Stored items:
=-=-=

//! Hardware tick arithmetic shared by the video and audio adapters.
//!
//! The console exposes a single monotonic counter running at 19.2 MHz. Every
//! elapsed-time value in this crate derives from differences of that counter.

/// Frequency of the hardware system tick in Hz.
pub const TICK_HZ: u64 = 19_200_000;

/// A reading of the hardware tick counter, or a difference of two readings.
#[derive(Debug, Clone, Copy, PartialEq, Eq, PartialOrd, Ord, Hash, Default)]
pub struct Ticks(pub u64);

impl Ticks {
    pub const ZERO: Self = Self(0);

    #[must_use]
    pub const fn new(count: u64) -> Self {
        Self(count)
    }

    #[must_use]
    pub const fn get(self) -> u64 {
        self.0
    }

    /// Ticks elapsed since `earlier`. Saturates at zero if the counter
    /// appears to have gone backwards.
    #[must_use]
    pub const fn since(self, earlier: Self) -> Self {
        Self(self.0.saturating_sub(earlier.0))
    }

    /// This tick count expressed in seconds.
    #[must_use]
    pub fn as_secs_f64(self) -> f64 {
        self.0 as f64 / TICK_HZ as f64
    }
}

impl core::ops::Add for Ticks {
    type Output = Self;

    fn add(self, rhs: Self) -> Self {
        Self(self.0 + rhs.0)
    }
}

impl core::ops::AddAssign for Ticks {
    fn add_assign(&mut self, rhs: Self) {
        self.0 += rhs.0;
    }
}

impl core::ops::Sub for Ticks {
    type Output = Self;

    fn sub(self, rhs: Self) -> Self {
        self.since(rhs)
    }
}

/// Absolute engine clock in seconds for a raw tick reading.
#[must_use]
pub fn float_time(now: Ticks) -> f64 {
    now.as_secs_f64()
}

/// Number of whole samples played at `sample_rate` during `elapsed`.
///
/// Integer arithmetic throughout, so the result is exact and never
/// decreases as `elapsed` grows.
#[must_use]
pub const fn ticks_to_samples(elapsed: Ticks, sample_rate: u32) -> u64 {
    ((elapsed.0 as u128 * sample_rate as u128) / TICK_HZ as u128) as u64
}

/// Tracks the previous frame's tick so the host loop can hand the engine a
/// per-frame delta.
#[derive(Debug, Clone, Copy)]
pub struct FrameTimer {
    last: Ticks,
}

impl FrameTimer {
    #[must_use]
    pub const fn new(now: Ticks) -> Self {
        Self { last: now }
    }

    /// Seconds since the previous call (or since construction).
    pub fn delta_seconds(&mut self, now: Ticks) -> f64 {
        let delta = now.since(self.last);
        self.last = now;
        delta.as_secs_f64()
    }

    #[must_use]
    pub const fn last(&self) -> Ticks {
        self.last
    }
}

#[cfg(test)]
mod tests {
    use super::*;

    #[test]
    fn one_second_of_ticks() {
        assert!((Ticks::new(TICK_HZ).as_secs_f64() - 1.0).abs() < f64::EPSILON);
    }

    #[test]
    fn sub_saturates() {
        assert_eq!(Ticks::new(5) - Ticks::new(9), Ticks::ZERO);
        assert_eq!(Ticks::new(9) - Ticks::new(5), Ticks::new(4));
    }

    #[test]
    fn one_second_is_one_sample_rate() {
        assert_eq!(ticks_to_samples(Ticks::new(TICK_HZ), 48_000), 48_000);
    }

    #[test]
    fn below_one_sample_period_rounds_down() {
        // 400 ticks per sample at 48 kHz
        assert_eq!(ticks_to_samples(Ticks::new(399), 48_000), 0);
        assert_eq!(ticks_to_samples(Ticks::new(400), 48_000), 1);
    }

    #[test]
    fn large_elapsed_does_not_overflow() {
        // A year of uptime
        let year = Ticks::new(TICK_HZ * 60 * 60 * 24 * 365);
        assert_eq!(ticks_to_samples(year, 48_000), 48_000 * 60 * 60 * 24 * 365);
    }

    #[test]
    fn frame_timer_reports_deltas() {
        let mut timer = FrameTimer::new(Ticks::new(1_000));
        let dt = timer.delta_seconds(Ticks::new(1_000 + TICK_HZ / 60));
        assert!((dt - 1.0 / 60.0).abs() < 1e-9);
        assert_eq!(timer.last(), Ticks::new(1_000 + TICK_HZ / 60));
        assert!(timer.delta_seconds(Ticks::new(1_000 + TICK_HZ / 60)).abs() < f64::EPSILON);
    }
}
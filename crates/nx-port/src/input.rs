//! Controller → engine key mapping.
//!
//! Each frame the controller is scanned and the buttons that changed are
//! translated through a fixed table into engine key events.

use crate::host::Controller;

/// Controller button bits as reported by the HID service.
pub mod button {
    pub const A: u64 = 1 << 0;
    pub const B: u64 = 1 << 1;
    pub const X: u64 = 1 << 2;
    pub const Y: u64 = 1 << 3;
    pub const LSTICK: u64 = 1 << 4;
    pub const RSTICK: u64 = 1 << 5;
    pub const L: u64 = 1 << 6;
    pub const R: u64 = 1 << 7;
    pub const ZL: u64 = 1 << 8;
    pub const ZR: u64 = 1 << 9;
    pub const PLUS: u64 = 1 << 10;
    pub const MINUS: u64 = 1 << 11;
    pub const DLEFT: u64 = 1 << 12;
    pub const DUP: u64 = 1 << 13;
    pub const DRIGHT: u64 = 1 << 14;
    pub const DDOWN: u64 = 1 << 15;
}

/// Keys the engine understands from a gamepad.
#[derive(Debug, Clone, Copy, PartialEq, Eq, Hash)]
pub enum EngineKey {
    Select,
    Start,
    UpArrow,
    DownArrow,
    LeftArrow,
    RightArrow,
    LeftTrigger,
    RightTrigger,
    X,
    Y,
    A,
    B,
}

/// A press or release delivered to the engine.
#[derive(Debug, Clone, Copy, PartialEq, Eq)]
pub struct KeyEvent {
    pub key: EngineKey,
    pub pressed: bool,
}

/// Receiver for key events (the engine's key handler).
pub trait KeySink {
    fn key_event(&mut self, key: EngineKey, pressed: bool);
}

impl KeySink for Vec<KeyEvent> {
    fn key_event(&mut self, key: EngineKey, pressed: bool) {
        self.push(KeyEvent { key, pressed });
    }
}

/// Button → key table. Events are emitted in this order.
pub const KEY_TABLE: [(u64, EngineKey); 12] = [
    (button::MINUS, EngineKey::Select),
    (button::PLUS, EngineKey::Start),
    (button::DUP, EngineKey::UpArrow),
    (button::DDOWN, EngineKey::DownArrow),
    (button::DLEFT, EngineKey::LeftArrow),
    (button::DRIGHT, EngineKey::RightArrow),
    (button::L, EngineKey::LeftTrigger),
    (button::R, EngineKey::RightTrigger),
    (button::X, EngineKey::X),
    (button::Y, EngineKey::Y),
    (button::A, EngineKey::A),
    (button::B, EngineKey::B),
];

/// Translate one frame's edges into key events.
///
/// Every mapped button in `down` is pressed. Every mapped button in `up` is
/// released, unless it also appears in `down` (pressed and released within
/// the same scan: the press wins for this frame).
pub fn dispatch<K: KeySink + ?Sized>(down: u64, up: u64, sink: &mut K) {
    for &(bit, key) in &KEY_TABLE {
        if down & bit != 0 {
            sink.key_event(key, true);
        }
    }
    let released = up & !down;
    for &(bit, key) in &KEY_TABLE {
        if released & bit != 0 {
            sink.key_event(key, false);
        }
    }
}

/// Scan `controller` and forward this frame's edges to `sink`.
pub fn pump<C: Controller + ?Sized, K: KeySink + ?Sized>(controller: &mut C, sink: &mut K) {
    controller.scan();
    let down = controller.keys_down();
    let up = controller.keys_up();
    if down != 0 || up != 0 {
        dispatch(down, up, sink);
    }
}
//! Capacity-bounded file handle table.
//!
//! The engine addresses open files by small integers. Slot 0 is never handed
//! out, so valid handles run from 1 to `MAX_HANDLES - 1`.

use std::fs::File;
use std::io::{self, Read, Seek, SeekFrom, Write};
use std::path::Path;

use tracing::debug;

use super::SysError;

/// Number of slots in the table, including the reserved slot 0.
pub const MAX_HANDLES: usize = 10;

/// An open file's slot in a [`FileTable`].
#[derive(Debug, Clone, Copy, PartialEq, Eq, Hash)]
pub struct FileHandle(usize);

impl FileHandle {
    #[must_use]
    pub const fn get(self) -> usize {
        self.0
    }
}

pub struct FileTable {
    slots: [Option<File>; MAX_HANDLES],
}

impl Default for FileTable {
    fn default() -> Self {
        Self::new()
    }
}

impl FileTable {
    #[must_use]
    pub fn new() -> Self {
        Self {
            slots: std::array::from_fn(|_| None),
        }
    }

    fn free_slot(&self) -> Result<usize, SysError> {
        (1..MAX_HANDLES)
            .find(|&i| self.slots[i].is_none())
            .ok_or(SysError::OutOfHandles)
    }

    fn file(&mut self, handle: FileHandle) -> Result<&mut File, SysError> {
        self.slots
            .get_mut(handle.0)
            .and_then(Option::as_mut)
            .ok_or(SysError::InvalidHandle(handle.0))
    }

    /// Open `path` for reading. Returns the handle and the file's length.
    pub fn open_read(&mut self, path: &Path) -> Result<(FileHandle, u64), SysError> {
        let slot = self.free_slot()?;
        let file = File::open(path).map_err(|source| SysError::Open {
            path: path.to_path_buf(),
            source,
        })?;
        let len = file.metadata()?.len();
        self.slots[slot] = Some(file);
        debug!(handle = slot, path = %path.display(), len, "opened for read");
        Ok((FileHandle(slot), len))
    }

    /// Create (or truncate) `path` for writing.
    pub fn open_write(&mut self, path: &Path) -> Result<FileHandle, SysError> {
        let slot = self.free_slot()?;
        let file = File::create(path).map_err(|source| SysError::Open {
            path: path.to_path_buf(),
            source,
        })?;
        self.slots[slot] = Some(file);
        debug!(handle = slot, path = %path.display(), "opened for write");
        Ok(FileHandle(slot))
    }

    pub fn close(&mut self, handle: FileHandle) -> Result<(), SysError> {
        self.slots
            .get_mut(handle.0)
            .and_then(Option::take)
            .map(drop)
            .ok_or(SysError::InvalidHandle(handle.0))
    }

    /// Move to an absolute byte offset.
    pub fn seek(&mut self, handle: FileHandle, position: u64) -> Result<(), SysError> {
        self.file(handle)?.seek(SeekFrom::Start(position))?;
        Ok(())
    }

    /// Read until `dest` is full or the file ends. Returns the bytes read.
    pub fn read(&mut self, handle: FileHandle, dest: &mut [u8]) -> Result<usize, SysError> {
        let file = self.file(handle)?;
        let mut total = 0;
        while total < dest.len() {
            match file.read(&mut dest[total..]) {
                Ok(0) => break,
                Ok(n) => total += n,
                Err(e) if e.kind() == io::ErrorKind::Interrupted => {}
                Err(e) => return Err(e.into()),
            }
        }
        Ok(total)
    }

    /// Write all of `data`. Returns the bytes written.
    pub fn write(&mut self, handle: FileHandle, data: &[u8]) -> Result<usize, SysError> {
        self.file(handle)?.write_all(data)?;
        Ok(data.len())
    }

    pub fn file_length(&mut self, handle: FileHandle) -> Result<u64, SysError> {
        Ok(self.file(handle)?.metadata()?.len())
    }

    /// Number of handles currently open.
    #[must_use]
    pub fn open_count(&self) -> usize {
        self.slots.iter().filter(|s| s.is_some()).count()
    }
}
//! Command-line configuration.

use std::path::PathBuf;

use clap::Parser;
use nx_port::sys::{DEFAULT_LOG_PATH, EngineParams, LogFile};
use nx_port::VideoSettings;

/// Desktop host for the console port.
#[derive(Debug, Clone, Parser)]
#[command(name = "nx-runner", version, about, long_about = None)]
pub struct RunnerConfig {
    /// Window title.
    #[arg(long, default_value = "nx-runner")]
    pub title: String,

    /// Window size relative to the 1280x720 console screen.
    #[arg(long, default_value_t = 1.0)]
    pub scale: f64,

    /// Do not wait for vertical blank after each frame.
    #[arg(long)]
    pub no_vsync: bool,

    /// Append-only log for fatal errors (and debug output with --debug-log).
    #[arg(long, default_value = DEFAULT_LOG_PATH)]
    pub log: PathBuf,

    /// Also write every log event to the log file.
    #[arg(long)]
    pub debug_log: bool,

    /// Directory the engine resolves game data against.
    #[arg(long, default_value = ".")]
    pub basedir: PathBuf,

    /// Engine heap size in MiB.
    #[arg(long, default_value_t = 16)]
    pub heap_mb: usize,

    /// Stop after this many frames.
    #[arg(long)]
    pub frames: Option<u64>,

    /// Run without a window, presenting into memory.
    #[arg(long)]
    pub headless: bool,

    /// Arguments passed through to the engine.
    #[arg(trailing_var_arg = true, allow_hyphen_values = true)]
    pub engine_args: Vec<String>,
}

impl Default for RunnerConfig {
    fn default() -> Self {
        Self {
            title: "nx-runner".to_string(),
            scale: 1.0,
            no_vsync: false,
            log: PathBuf::from(DEFAULT_LOG_PATH),
            debug_log: false,
            basedir: PathBuf::from("."),
            heap_mb: 16,
            frames: None,
            headless: false,
            engine_args: Vec::new(),
        }
    }
}

impl RunnerConfig {
    #[must_use]
    pub fn engine_params(&self) -> EngineParams {
        EngineParams {
            memsize: self.heap_mb.saturating_mul(1024 * 1024),
            basedir: self.basedir.clone(),
            args: self.engine_args.clone(),
        }
    }

    #[must_use]
    pub fn video_settings(&self) -> VideoSettings {
        VideoSettings {
            vsync: !self.no_vsync,
            ..VideoSettings::default()
        }
    }

    #[must_use]
    pub fn log_file(&self) -> LogFile {
        LogFile::new(&self.log)
    }
}
//! nx-runner binary.
//!
//! Parses the command line, installs logging and runs the port. Any error
//! that escapes is written to the log file and the process exits with
//! status 1.

use clap::Parser;
use nx_port::sys::fatal;
use nx_runner::{RunnerConfig, logging, run};
use tracing::info;

fn main() {
    let config = RunnerConfig::parse();
    let log = config.log_file();

    if let Err(e) = logging::init(&config) {
        fatal(&log, e);
    }
    info!(basedir = %config.basedir.display(), headless = config.headless, "starting");

    if let Err(e) = run(config) {
        fatal(&log, e);
    }
}
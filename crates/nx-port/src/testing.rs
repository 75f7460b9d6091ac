//! In-memory host doubles.
//!
//! Each double records the calls the adapters make so tests can assert on
//! host traffic without hardware.

use std::cell::Cell;
use std::collections::VecDeque;

use crate::host::{
    AudioOut, AudioOutBuffer, Controller, Display, HostError, ReleasedBuffer, Surface, TickSource,
};
use crate::timing::Ticks;

/// Two-buffer display. `front()` is the most recently swapped surface.
pub struct MockDisplay {
    width: u32,
    height: u32,
    buffers: [Vec<u32>; 2],
    back: usize,
    acquired: bool,
    pub acquisitions: u32,
    /// Acquisitions made while the previous surface was still unswapped.
    pub unswapped_acquisitions: u32,
    pub flushes: u32,
    pub swaps: u32,
    pub vsync_waits: u32,
}

impl MockDisplay {
    #[must_use]
    pub fn new(width: u32, height: u32) -> Self {
        let len = width as usize * height as usize;
        Self {
            width,
            height,
            buffers: [vec![0; len], vec![0; len]],
            back: 0,
            acquired: false,
            acquisitions: 0,
            unswapped_acquisitions: 0,
            flushes: 0,
            swaps: 0,
            vsync_waits: 0,
        }
    }

    #[must_use]
    pub fn front(&self) -> &[u32] {
        &self.buffers[self.back ^ 1]
    }
}

impl Display for MockDisplay {
    fn framebuffer(&mut self) -> Surface<'_> {
        if self.acquired {
            self.unswapped_acquisitions += 1;
        }
        self.acquired = true;
        self.acquisitions += 1;
        Surface {
            width: self.width,
            height: self.height,
            pixels: &mut self.buffers[self.back],
        }
    }

    fn flush(&mut self) {
        self.flushes += 1;
    }

    fn swap_buffers(&mut self) {
        self.acquired = false;
        self.back ^= 1;
        self.swaps += 1;
    }

    fn wait_for_vsync(&mut self) {
        self.vsync_waits += 1;
    }
}

/// Output queue that keeps a copy of every block.
#[derive(Default)]
pub struct MockAudioOut {
    pub fail_initialize: bool,
    pub initialized: bool,
    pub started: bool,
    pub stopped: bool,
    pub blocks: Vec<Vec<u8>>,
    /// Reported by `samples_played()` when set.
    pub hardware_counter: Option<u64>,
}

impl MockAudioOut {
    /// A host whose audio service refuses to come up.
    #[must_use]
    pub fn failing() -> Self {
        Self {
            fail_initialize: true,
            ..Self::default()
        }
    }
}

impl AudioOut for MockAudioOut {
    fn initialize(&mut self) -> Result<(), HostError> {
        if self.fail_initialize {
            return Err(HostError::new("audout service unavailable"));
        }
        self.initialized = true;
        Ok(())
    }

    fn start(&mut self) -> Result<(), HostError> {
        self.started = true;
        Ok(())
    }

    fn play_buffer(&mut self, buffer: &AudioOutBuffer<'_>) -> Option<ReleasedBuffer> {
        self.blocks.push(buffer.data.to_vec());
        let queued = self.blocks.len() as u64;
        (queued > 1).then(|| ReleasedBuffer { id: queued - 2 })
    }

    fn samples_played(&self) -> Option<u64> {
        self.hardware_counter
    }

    fn stop(&mut self) {
        self.stopped = true;
    }
}

/// Tick counter the test sets by hand.
#[derive(Debug, Default)]
pub struct ManualTicks {
    now: Cell<u64>,
}

impl ManualTicks {
    #[must_use]
    pub fn new(start: u64) -> Self {
        Self {
            now: Cell::new(start),
        }
    }

    pub fn set(&self, now: u64) {
        self.now.set(now);
    }

    pub fn advance(&self, ticks: u64) {
        self.now.set(self.now.get() + ticks);
    }
}

impl TickSource for ManualTicks {
    fn system_tick(&self) -> Ticks {
        Ticks::new(self.now.get())
    }
}

/// Replays a fixed list of `(down, up)` edges, one per scan, then reports
/// nothing.
#[derive(Debug, Default)]
pub struct ScriptedController {
    script: VecDeque<(u64, u64)>,
    current: (u64, u64),
    pub scans: u32,
}

impl ScriptedController {
    pub fn new(script: impl IntoIterator<Item = (u64, u64)>) -> Self {
        Self {
            script: script.into_iter().collect(),
            current: (0, 0),
            scans: 0,
        }
    }
}

impl Controller for ScriptedController {
    fn scan(&mut self) {
        self.scans += 1;
        self.current = self.script.pop_front().unwrap_or_default();
    }

    fn keys_down(&self) -> u64 {
        self.current.0
    }

    fn keys_up(&self) -> u64 {
        self.current.1
    }
}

=-=-=

**EXERCISE**
From the records above, copy each line where the word "RightArrow" can be found.

**TASK SOLUTION**
    RightArrow,
    (button::DRIGHT, EngineKey::RightArrow),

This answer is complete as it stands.